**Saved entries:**

● ● ● ●

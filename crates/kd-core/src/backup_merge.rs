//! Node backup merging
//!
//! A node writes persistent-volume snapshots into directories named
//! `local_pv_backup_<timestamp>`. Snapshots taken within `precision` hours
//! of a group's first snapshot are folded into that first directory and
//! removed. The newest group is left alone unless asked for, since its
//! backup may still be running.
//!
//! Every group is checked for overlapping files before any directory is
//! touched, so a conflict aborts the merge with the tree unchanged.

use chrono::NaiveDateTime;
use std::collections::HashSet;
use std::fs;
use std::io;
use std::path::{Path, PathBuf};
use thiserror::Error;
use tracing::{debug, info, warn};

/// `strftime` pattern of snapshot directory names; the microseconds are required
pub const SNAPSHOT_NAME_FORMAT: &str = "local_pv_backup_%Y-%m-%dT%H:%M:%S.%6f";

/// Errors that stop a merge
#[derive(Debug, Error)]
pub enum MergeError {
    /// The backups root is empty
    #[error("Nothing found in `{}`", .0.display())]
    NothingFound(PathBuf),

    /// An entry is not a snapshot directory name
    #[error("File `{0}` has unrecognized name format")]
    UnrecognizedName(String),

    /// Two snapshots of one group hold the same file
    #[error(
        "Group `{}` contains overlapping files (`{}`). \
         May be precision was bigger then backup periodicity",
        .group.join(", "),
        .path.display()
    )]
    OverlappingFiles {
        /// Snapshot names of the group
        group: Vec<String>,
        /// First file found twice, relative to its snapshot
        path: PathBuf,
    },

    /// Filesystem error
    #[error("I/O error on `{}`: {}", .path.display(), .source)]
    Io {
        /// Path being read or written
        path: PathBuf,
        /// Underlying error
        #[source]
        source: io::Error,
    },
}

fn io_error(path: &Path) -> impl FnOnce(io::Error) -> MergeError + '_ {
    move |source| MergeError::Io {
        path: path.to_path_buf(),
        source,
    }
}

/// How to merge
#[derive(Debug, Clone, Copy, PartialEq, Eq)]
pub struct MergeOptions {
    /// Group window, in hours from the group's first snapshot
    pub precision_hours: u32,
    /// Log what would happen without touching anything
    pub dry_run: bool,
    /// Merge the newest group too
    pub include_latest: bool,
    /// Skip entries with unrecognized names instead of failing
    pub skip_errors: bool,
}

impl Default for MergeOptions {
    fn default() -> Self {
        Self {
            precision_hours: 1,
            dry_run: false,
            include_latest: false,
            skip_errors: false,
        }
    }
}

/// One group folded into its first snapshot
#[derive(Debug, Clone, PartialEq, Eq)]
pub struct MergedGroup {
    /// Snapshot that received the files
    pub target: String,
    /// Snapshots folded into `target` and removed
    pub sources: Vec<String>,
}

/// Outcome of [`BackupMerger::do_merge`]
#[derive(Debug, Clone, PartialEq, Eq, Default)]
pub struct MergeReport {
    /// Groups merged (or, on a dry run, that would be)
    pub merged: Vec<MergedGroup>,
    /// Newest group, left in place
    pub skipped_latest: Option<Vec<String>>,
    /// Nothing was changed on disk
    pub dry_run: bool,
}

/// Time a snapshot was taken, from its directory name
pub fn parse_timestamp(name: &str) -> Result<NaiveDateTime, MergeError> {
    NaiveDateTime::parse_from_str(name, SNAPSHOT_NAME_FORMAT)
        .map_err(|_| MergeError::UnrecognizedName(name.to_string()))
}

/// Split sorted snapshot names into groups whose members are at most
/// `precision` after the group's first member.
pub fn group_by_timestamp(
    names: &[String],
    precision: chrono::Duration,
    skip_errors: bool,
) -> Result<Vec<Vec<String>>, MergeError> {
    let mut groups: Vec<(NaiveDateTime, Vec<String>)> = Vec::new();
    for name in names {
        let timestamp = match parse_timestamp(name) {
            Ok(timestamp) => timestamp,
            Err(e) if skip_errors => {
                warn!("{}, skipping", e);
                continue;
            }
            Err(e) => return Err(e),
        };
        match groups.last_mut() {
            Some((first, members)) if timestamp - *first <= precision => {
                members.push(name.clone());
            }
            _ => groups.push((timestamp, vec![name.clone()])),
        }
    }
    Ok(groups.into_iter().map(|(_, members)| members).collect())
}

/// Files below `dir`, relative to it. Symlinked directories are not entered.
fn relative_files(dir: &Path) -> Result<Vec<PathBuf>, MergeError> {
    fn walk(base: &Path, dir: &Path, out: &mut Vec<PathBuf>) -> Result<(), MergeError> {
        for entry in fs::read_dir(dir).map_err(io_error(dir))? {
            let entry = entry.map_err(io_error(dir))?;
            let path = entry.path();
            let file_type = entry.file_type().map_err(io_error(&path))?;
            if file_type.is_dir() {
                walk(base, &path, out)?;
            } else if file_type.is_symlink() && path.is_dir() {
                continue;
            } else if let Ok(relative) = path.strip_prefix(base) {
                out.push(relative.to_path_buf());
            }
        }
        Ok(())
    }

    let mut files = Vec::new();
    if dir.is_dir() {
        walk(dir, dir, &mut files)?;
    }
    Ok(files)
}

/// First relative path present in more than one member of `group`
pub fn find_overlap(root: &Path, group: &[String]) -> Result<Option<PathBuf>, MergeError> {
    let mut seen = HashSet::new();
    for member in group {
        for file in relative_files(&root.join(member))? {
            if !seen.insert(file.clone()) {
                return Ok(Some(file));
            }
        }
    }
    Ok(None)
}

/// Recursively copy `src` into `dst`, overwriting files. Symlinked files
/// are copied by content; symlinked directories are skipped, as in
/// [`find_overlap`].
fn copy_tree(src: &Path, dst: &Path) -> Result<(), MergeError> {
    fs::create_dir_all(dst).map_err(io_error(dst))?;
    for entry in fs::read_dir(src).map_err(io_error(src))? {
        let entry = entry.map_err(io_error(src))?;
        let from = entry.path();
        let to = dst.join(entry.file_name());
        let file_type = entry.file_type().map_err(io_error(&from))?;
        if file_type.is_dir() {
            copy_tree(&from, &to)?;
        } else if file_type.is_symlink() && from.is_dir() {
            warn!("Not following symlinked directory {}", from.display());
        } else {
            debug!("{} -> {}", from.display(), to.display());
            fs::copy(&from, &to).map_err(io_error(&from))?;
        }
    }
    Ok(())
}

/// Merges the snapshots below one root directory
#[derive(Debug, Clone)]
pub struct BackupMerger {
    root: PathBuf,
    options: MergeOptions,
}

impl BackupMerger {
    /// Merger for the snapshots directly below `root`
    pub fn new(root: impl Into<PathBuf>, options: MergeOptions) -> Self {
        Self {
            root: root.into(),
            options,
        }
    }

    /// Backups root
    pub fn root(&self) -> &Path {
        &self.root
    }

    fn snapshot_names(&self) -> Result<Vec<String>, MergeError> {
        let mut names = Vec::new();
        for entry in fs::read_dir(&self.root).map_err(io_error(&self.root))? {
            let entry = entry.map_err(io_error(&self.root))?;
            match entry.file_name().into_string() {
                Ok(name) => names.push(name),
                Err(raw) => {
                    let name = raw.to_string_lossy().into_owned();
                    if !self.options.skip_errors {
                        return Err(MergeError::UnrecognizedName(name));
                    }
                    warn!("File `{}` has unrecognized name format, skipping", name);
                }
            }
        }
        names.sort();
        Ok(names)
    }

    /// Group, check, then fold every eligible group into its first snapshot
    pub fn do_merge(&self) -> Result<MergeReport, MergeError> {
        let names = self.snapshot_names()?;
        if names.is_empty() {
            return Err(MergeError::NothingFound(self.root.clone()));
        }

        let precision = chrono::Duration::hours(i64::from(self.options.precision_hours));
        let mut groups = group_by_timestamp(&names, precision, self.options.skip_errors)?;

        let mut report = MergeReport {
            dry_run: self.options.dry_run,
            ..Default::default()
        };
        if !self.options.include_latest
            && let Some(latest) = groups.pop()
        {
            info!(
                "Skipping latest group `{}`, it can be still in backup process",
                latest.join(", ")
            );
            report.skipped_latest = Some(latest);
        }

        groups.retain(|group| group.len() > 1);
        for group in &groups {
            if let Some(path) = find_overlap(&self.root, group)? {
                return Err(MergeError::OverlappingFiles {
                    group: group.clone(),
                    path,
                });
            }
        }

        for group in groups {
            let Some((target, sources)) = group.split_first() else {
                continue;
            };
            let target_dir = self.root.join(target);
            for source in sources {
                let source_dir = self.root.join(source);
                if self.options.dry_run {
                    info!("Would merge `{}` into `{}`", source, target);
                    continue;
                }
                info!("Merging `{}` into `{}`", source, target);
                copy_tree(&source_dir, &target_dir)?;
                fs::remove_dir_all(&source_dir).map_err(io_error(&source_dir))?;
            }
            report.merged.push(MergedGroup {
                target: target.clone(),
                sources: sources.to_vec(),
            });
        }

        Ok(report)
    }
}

● ● ● ●

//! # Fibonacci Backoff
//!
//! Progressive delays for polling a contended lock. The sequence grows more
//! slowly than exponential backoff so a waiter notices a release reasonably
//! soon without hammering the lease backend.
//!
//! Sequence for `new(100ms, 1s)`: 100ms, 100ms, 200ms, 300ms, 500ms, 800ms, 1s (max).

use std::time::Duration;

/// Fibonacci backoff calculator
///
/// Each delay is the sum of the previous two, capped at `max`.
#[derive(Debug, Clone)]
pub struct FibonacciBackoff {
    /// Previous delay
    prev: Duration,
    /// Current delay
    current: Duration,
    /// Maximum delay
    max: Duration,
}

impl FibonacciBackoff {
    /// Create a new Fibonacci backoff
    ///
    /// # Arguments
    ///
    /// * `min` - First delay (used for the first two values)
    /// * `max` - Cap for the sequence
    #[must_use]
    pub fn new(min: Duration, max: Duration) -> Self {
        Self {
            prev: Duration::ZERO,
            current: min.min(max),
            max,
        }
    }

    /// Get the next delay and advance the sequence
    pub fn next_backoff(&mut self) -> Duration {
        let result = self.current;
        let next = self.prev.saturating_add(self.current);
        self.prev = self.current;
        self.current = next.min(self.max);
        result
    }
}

● ● ● ●

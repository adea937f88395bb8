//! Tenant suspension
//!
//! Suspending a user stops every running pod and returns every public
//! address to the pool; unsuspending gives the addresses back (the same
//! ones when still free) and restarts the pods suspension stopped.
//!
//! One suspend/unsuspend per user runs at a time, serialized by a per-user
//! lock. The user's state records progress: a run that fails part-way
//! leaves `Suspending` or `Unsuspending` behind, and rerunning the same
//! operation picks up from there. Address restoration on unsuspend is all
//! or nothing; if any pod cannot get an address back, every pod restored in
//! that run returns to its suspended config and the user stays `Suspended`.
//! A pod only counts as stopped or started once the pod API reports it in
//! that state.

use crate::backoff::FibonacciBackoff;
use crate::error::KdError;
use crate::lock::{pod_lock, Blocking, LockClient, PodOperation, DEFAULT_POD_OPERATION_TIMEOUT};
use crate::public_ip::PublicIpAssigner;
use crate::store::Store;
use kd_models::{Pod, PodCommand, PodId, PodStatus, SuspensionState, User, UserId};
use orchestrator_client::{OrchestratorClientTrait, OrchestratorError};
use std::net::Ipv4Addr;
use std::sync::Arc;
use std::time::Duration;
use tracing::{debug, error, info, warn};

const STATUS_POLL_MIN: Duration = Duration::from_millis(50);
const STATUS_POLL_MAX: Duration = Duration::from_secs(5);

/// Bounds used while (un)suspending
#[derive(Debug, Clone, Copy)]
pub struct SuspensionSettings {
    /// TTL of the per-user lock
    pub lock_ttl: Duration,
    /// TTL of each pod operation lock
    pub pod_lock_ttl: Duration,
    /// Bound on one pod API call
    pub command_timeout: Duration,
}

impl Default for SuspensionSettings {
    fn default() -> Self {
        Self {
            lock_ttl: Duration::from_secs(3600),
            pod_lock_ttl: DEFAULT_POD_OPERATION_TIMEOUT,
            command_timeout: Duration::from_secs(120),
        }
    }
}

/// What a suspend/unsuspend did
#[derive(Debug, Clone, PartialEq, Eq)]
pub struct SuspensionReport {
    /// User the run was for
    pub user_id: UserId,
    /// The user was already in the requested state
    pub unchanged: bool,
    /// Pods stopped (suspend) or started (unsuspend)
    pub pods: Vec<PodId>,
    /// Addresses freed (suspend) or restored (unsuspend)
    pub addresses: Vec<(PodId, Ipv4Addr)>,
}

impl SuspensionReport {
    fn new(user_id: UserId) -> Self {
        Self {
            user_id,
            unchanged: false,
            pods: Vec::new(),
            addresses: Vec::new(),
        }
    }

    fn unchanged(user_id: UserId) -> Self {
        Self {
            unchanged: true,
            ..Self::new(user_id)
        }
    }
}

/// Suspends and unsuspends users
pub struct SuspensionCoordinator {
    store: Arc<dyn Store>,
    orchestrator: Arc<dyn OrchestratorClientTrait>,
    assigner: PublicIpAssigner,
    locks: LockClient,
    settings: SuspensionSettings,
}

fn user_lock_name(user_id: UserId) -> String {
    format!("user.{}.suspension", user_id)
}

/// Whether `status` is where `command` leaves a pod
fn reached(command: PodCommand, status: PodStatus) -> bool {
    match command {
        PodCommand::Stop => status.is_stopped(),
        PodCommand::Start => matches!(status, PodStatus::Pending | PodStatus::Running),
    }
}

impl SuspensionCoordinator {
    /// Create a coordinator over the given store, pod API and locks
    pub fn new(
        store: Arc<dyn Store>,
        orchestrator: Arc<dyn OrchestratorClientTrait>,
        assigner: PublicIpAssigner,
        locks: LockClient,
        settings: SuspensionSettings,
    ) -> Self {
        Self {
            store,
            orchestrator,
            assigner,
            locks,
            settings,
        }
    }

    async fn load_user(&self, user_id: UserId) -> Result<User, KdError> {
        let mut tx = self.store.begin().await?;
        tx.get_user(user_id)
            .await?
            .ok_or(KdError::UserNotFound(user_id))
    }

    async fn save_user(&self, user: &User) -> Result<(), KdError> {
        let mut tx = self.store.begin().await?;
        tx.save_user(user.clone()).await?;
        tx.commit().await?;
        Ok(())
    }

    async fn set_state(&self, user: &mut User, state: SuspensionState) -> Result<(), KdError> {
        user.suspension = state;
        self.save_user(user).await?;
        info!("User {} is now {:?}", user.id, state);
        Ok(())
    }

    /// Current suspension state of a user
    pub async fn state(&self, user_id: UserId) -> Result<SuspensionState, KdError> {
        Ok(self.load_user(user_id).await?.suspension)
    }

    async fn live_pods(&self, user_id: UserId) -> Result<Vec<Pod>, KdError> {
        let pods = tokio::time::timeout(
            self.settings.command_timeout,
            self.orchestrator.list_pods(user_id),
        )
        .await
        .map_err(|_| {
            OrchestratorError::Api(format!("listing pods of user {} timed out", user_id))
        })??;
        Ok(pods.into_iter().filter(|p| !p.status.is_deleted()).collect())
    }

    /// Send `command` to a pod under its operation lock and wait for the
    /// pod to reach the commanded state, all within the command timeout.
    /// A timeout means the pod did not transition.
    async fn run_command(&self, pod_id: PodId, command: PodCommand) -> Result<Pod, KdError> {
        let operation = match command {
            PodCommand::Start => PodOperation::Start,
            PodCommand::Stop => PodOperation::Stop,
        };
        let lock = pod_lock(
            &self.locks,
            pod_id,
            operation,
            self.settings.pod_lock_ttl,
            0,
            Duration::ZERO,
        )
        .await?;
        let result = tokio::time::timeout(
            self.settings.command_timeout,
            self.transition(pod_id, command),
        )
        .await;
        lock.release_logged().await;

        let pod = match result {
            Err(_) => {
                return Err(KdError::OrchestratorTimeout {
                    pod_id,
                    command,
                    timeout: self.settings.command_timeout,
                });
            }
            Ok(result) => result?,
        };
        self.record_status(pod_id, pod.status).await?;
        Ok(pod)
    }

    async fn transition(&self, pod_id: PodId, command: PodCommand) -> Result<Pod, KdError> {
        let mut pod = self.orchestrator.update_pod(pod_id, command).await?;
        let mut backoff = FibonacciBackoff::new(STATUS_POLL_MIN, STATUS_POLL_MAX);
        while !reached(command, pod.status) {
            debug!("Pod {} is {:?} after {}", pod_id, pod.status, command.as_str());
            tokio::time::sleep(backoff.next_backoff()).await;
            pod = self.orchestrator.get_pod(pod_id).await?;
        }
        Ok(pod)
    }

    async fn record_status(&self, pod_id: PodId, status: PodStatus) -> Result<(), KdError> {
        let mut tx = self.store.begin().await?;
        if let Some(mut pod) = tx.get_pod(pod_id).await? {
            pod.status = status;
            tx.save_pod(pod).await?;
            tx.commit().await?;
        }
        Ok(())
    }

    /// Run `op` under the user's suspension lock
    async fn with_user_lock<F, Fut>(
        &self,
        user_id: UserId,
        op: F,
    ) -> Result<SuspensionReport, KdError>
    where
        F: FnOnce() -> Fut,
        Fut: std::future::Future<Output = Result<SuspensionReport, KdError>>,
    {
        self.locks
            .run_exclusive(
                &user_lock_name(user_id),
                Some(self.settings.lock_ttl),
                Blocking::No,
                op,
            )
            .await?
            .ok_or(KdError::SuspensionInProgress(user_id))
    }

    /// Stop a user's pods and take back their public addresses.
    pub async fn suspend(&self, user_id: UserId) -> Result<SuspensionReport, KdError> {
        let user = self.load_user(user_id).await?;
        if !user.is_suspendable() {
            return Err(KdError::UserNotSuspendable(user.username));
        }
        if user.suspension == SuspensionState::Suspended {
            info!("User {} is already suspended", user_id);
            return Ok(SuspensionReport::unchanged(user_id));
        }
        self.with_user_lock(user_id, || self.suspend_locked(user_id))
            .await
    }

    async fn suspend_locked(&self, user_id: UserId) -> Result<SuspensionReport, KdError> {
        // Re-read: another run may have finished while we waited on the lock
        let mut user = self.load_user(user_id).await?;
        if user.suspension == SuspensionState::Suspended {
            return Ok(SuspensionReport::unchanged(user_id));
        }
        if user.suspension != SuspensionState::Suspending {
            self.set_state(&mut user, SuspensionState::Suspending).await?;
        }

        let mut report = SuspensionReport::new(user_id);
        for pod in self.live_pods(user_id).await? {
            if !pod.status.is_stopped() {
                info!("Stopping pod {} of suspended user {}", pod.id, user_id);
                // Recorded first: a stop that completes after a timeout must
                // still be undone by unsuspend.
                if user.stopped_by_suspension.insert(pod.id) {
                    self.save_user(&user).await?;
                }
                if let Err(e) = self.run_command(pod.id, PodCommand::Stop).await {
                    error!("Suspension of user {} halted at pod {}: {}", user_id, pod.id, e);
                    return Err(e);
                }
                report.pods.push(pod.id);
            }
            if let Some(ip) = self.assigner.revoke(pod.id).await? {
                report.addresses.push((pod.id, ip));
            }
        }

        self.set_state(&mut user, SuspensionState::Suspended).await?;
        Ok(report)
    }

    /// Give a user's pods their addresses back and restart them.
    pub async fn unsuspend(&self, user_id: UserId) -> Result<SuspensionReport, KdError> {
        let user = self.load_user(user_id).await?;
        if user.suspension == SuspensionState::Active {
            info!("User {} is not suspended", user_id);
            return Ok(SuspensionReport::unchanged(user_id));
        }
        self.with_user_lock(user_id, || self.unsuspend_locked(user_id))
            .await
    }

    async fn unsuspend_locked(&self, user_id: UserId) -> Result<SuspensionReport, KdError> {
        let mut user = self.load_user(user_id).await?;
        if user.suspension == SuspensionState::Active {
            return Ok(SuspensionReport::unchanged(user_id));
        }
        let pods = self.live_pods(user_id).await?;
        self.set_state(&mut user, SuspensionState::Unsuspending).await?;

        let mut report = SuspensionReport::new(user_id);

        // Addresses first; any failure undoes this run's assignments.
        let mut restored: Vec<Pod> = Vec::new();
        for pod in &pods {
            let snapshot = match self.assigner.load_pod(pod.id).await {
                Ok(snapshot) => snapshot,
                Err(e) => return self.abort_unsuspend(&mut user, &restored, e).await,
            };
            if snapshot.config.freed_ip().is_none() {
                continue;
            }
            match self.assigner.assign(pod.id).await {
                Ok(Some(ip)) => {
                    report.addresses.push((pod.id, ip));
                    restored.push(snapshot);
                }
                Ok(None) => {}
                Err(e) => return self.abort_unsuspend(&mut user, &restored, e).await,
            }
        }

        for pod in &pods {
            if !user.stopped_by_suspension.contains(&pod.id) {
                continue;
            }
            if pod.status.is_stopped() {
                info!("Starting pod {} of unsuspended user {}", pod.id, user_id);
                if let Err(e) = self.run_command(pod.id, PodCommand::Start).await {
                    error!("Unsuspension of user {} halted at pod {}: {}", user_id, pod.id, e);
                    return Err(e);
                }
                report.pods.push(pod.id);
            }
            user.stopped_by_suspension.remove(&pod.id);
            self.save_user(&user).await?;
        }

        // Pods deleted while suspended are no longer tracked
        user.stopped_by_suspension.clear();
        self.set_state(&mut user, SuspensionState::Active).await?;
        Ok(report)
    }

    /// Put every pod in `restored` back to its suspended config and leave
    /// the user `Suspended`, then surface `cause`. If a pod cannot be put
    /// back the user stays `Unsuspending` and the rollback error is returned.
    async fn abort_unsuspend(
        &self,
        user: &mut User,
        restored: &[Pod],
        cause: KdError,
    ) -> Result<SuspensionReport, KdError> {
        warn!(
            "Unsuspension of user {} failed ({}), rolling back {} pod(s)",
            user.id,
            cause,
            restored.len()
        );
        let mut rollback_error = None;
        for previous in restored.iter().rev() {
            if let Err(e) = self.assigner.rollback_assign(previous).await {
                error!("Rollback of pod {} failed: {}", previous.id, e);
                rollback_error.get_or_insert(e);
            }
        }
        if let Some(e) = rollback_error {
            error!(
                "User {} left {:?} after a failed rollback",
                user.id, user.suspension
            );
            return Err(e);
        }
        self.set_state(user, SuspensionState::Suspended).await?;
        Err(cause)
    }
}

● ● ● ●

Could you restate word for word the lines above, from the one that contains "pods of user" through the one that contains "wait for the", and no others?

**Answer to the problem:**
            OrchestratorError::Api(format!("listing pods of user {} timed out", user_id))
        })??;
        Ok(pods.into_iter().filter(|p| !p.status.is_deleted()).collect())
    }

    /// Send `command` to a pod under its operation lock and wait for the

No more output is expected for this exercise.